**YOUR INSTRUCTIONS**:
Would you please repeat the material exactly, from the first line to the last?

--------------------

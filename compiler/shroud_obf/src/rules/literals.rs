//! Literal rules: strings, f-string segments, booleans and numbers.

use shroud_ir::{BigInt, Constant, Expr, ExprContext, ExprKind, FStringPart, InterpolationSlot};

use crate::config::{Categories, StringMode};
use crate::dispatch::Rewriter;
use crate::encode::{bool_idiom, encode_float, escape_literal, ONE_EXPR, ZERO_EXPR};
use crate::header::Tier;
use crate::ObfuscateError;

fn alias_expr(alias: &str, like: &Expr) -> Expr {
    Expr::new(
        ExprKind::Name {
            id: alias.to_string(),
            ctx: ExprContext::Load,
        },
        like.span,
    )
}

impl Rewriter<'_> {
    pub(crate) fn constant(&mut self, expr: &mut Expr) -> Result<(), ObfuscateError> {
        let ExprKind::Constant(constant) = &expr.kind else {
            return Ok(());
        };
        let alias = match constant {
            Constant::Str(value) if self.enabled(Categories::STRINGS) => {
                if self.encoder.mode() == StringMode::Direct && !self.in_slot() {
                    tracing::trace!(len = value.len(), "string: escaped in place");
                    *expr = Expr::new(ExprKind::Raw(escape_literal(value)), expr.span);
                    return Ok(());
                }
                let value = value.clone();
                self.string_alias(&value)?
            }
            Constant::Bool(value) if self.enabled(Categories::NUMBERS) => self.bool_alias(*value),
            Constant::Int(value) if self.enabled(Categories::NUMBERS) => {
                let value = value.clone();
                self.int_alias(&value)?
            }
            Constant::Float(value) if self.enabled(Categories::NUMBERS) => {
                self.float_alias(*value)
            }
            _ => None,
        };
        if let Some(alias) = alias {
            *expr = alias_expr(&alias, expr);
        }
        Ok(())
    }

    /// Replace every literal segment of an f-string with a slot over the
    /// alias of that segment's header entry.
    pub(crate) fn fstring_literals(&mut self, expr: &mut Expr) -> Result<(), ObfuscateError> {
        if !self.enabled(Categories::STRINGS) {
            return Ok(());
        }
        let span = expr.span;
        let ExprKind::FString(parts) = &mut expr.kind else {
            return Ok(());
        };
        for part in parts.iter_mut() {
            let FStringPart::Literal(text) = part else {
                continue;
            };
            let text = text.clone();
            if let Some(alias) = self.string_alias(&text)? {
                tracing::trace!(%alias, "f-string segment");
                *part = FStringPart::Slot(InterpolationSlot {
                    value: Box::new(Expr::new(
                        ExprKind::Name {
                            id: alias,
                            ctx: ExprContext::Load,
                        },
                        span,
                    )),
                    conversion: None,
                    format_spec: Vec::new(),
                });
            }
        }
        Ok(())
    }

    /// Header entries for 0 and 1, which every synthesized number uses.
    fn ensure_base(&mut self) {
        let zero = self.encoder.zero().to_string();
        let one = self.encoder.one().to_string();
        self.header.insert(&zero, ZERO_EXPR, Tier::Base);
        self.header.insert(&one, ONE_EXPR, Tier::Base);
    }

    fn bool_alias(&mut self, value: bool) -> Option<String> {
        let alias = self.table.bool(value)?.to_string();
        self.header.insert(&alias, bool_idiom(value), Tier::Base);
        tracing::trace!(%alias, value, "bool");
        Some(alias)
    }

    pub(crate) fn int_alias(&mut self, value: &BigInt) -> Result<Option<String>, ObfuscateError> {
        let Some(alias) = self.table.int(value) else {
            return Ok(None);
        };
        let alias = alias.to_string();
        self.ensure_base();
        if !self.header.contains(&alias) {
            let text = self.encoder.encode_int(value)?;
            self.header.insert(&alias, text, Tier::Value);
        }
        tracing::trace!(%alias, %value, "int");
        Ok(Some(alias))
    }

    fn float_alias(&mut self, value: f64) -> Option<String> {
        let alias = self.table.float(value)?.to_string();
        self.header.insert(&alias, encode_float(value), Tier::Value);
        tracing::trace!(%alias, value, "float");
        Some(alias)
    }

    /// Alias of a string's header entry, encoded in the configured mode.
    fn string_alias(&mut self, value: &str) -> Result<Option<String>, ObfuscateError> {
        let Some(alias) = self.table.string(value) else {
            return Ok(None);
        };
        let alias = alias.to_string();
        if self.header.contains(&alias) {
            return Ok(Some(alias));
        }
        if self.encoder.mode() == StringMode::Reduced {
            self.ensure_base();
        }
        let table = self.table;
        let header = &mut self.header;
        let text = self.encoder.encode_string(value, |encoder, c| {
            let code = BigInt::from(u32::from(c));
            match table.codepoint(c) {
                Some(alias) => {
                    if !header.contains(alias) {
                        let text = encoder.encode_int(&code)?;
                        header.insert(alias, text, Tier::Value);
                    }
                    Ok(alias.to_string())
                }
                None => encoder.encode_int(&code),
            }
        })?;
        self.header.insert(&alias, text, Tier::Derived);
        tracing::trace!(%alias, "string");
        Ok(Some(alias))
    }
}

--------------------

**ANSWER TO THE EXERCISE**:
filename compiler/shroud_obf/src/rules/literals.rs
//! Literal rules: strings, f-string segments, booleans and numbers.

use shroud_ir::{BigInt, Constant, Expr, ExprContext, ExprKind, FStringPart, InterpolationSlot};

use crate::config::{Categories, StringMode};
use crate::dispatch::Rewriter;
use crate::encode::{bool_idiom, encode_float, escape_literal, ONE_EXPR, ZERO_EXPR};
use crate::header::Tier;
use crate::ObfuscateError;

fn alias_expr(alias: &str, like: &Expr) -> Expr {
    Expr::new(
        ExprKind::Name {
            id: alias.to_string(),
            ctx: ExprContext::Load,
        },
        like.span,
    )
}

impl Rewriter<'_> {
    pub(crate) fn constant(&mut self, expr: &mut Expr) -> Result<(), ObfuscateError> {
        let ExprKind::Constant(constant) = &expr.kind else {
            return Ok(());
        };
        let alias = match constant {
            Constant::Str(value) if self.enabled(Categories::STRINGS) => {
                if self.encoder.mode() == StringMode::Direct && !self.in_slot() {
                    tracing::trace!(len = value.len(), "string: escaped in place");
                    *expr = Expr::new(ExprKind::Raw(escape_literal(value)), expr.span);
                    return Ok(());
                }
                let value = value.clone();
                self.string_alias(&value)?
            }
            Constant::Bool(value) if self.enabled(Categories::NUMBERS) => self.bool_alias(*value),
            Constant::Int(value) if self.enabled(Categories::NUMBERS) => {
                let value = value.clone();
                self.int_alias(&value)?
            }
            Constant::Float(value) if self.enabled(Categories::NUMBERS) => {
                self.float_alias(*value)
            }
            _ => None,
        };
        if let Some(alias) = alias {
            *expr = alias_expr(&alias, expr);
        }
        Ok(())
    }

    /// Replace every literal segment of an f-string with a slot over the
    /// alias of that segment's header entry.
    pub(crate) fn fstring_literals(&mut self, expr: &mut Expr) -> Result<(), ObfuscateError> {
        if !self.enabled(Categories::STRINGS) {
            return Ok(());
        }
        let span = expr.span;
        let ExprKind::FString(parts) = &mut expr.kind else {
            return Ok(());
        };
        for part in parts.iter_mut() {
            let FStringPart::Literal(text) = part else {
                continue;
            };
            let text = text.clone();
            if let Some(alias) = self.string_alias(&text)? {
                tracing::trace!(%alias, "f-string segment");
                *part = FStringPart::Slot(InterpolationSlot {
                    value: Box::new(Expr::new(
                        ExprKind::Name {
                            id: alias,
                            ctx: ExprContext::Load,
                        },
                        span,
                    )),
                    conversion: None,
                    format_spec: Vec::new(),
                });
            }
        }
        Ok(())
    }

    /// Header entries for 0 and 1, which every synthesized number uses.
    fn ensure_base(&mut self) {
        let zero = self.encoder.zero().to_string();
        let one = self.encoder.one().to_string();
        self.header.insert(&zero, ZERO_EXPR, Tier::Base);
        self.header.insert(&one, ONE_EXPR, Tier::Base);
    }

    fn bool_alias(&mut self, value: bool) -> Option<String> {
        let alias = self.table.bool(value)?.to_string();
        self.header.insert(&alias, bool_idiom(value), Tier::Base);
        tracing::trace!(%alias, value, "bool");
        Some(alias)
    }

    pub(crate) fn int_alias(&mut self, value: &BigInt) -> Result<Option<String>, ObfuscateError> {
        let Some(alias) = self.table.int(value) else {
            return Ok(None);
        };
        let alias = alias.to_string();
        self.ensure_base();
        if !self.header.contains(&alias) {
            let text = self.encoder.encode_int(value)?;
            self.header.insert(&alias, text, Tier::Value);
        }
        tracing::trace!(%alias, %value, "int");
        Ok(Some(alias))
    }

    fn float_alias(&mut self, value: f64) -> Option<String> {
        let alias = self.table.float(value)?.to_string();
        self.header.insert(&alias, encode_float(value), Tier::Value);
        tracing::trace!(%alias, value, "float");
        Some(alias)
    }

    /// Alias of a string's header entry, encoded in the configured mode.
    fn string_alias(&mut self, value: &str) -> Result<Option<String>, ObfuscateError> {
        let Some(alias) = self.table.string(value) else {
            return Ok(None);
        };
        let alias = alias.to_string();
        if self.header.contains(&alias) {
            return Ok(Some(alias));
        }
        if self.encoder.mode() == StringMode::Reduced {
            self.ensure_base();
        }
        let table = self.table;
        let header = &mut self.header;
        let text = self.encoder.encode_string(value, |encoder, c| {
            let code = BigInt::from(u32::from(c));
            match table.codepoint(c) {
                Some(alias) => {
                    if !header.contains(alias) {
                        let text = encoder.encode_int(&code)?;
                        header.insert(alias, text, Tier::Value);
                    }
                    Ok(alias.to_string())
                }
                None => encoder.encode_int(&code),
            }
        })?;
        self.header.insert(&alias, text, Tier::Derived);
        tracing::trace!(%alias, "string");
        Ok(Some(alias))
    }
}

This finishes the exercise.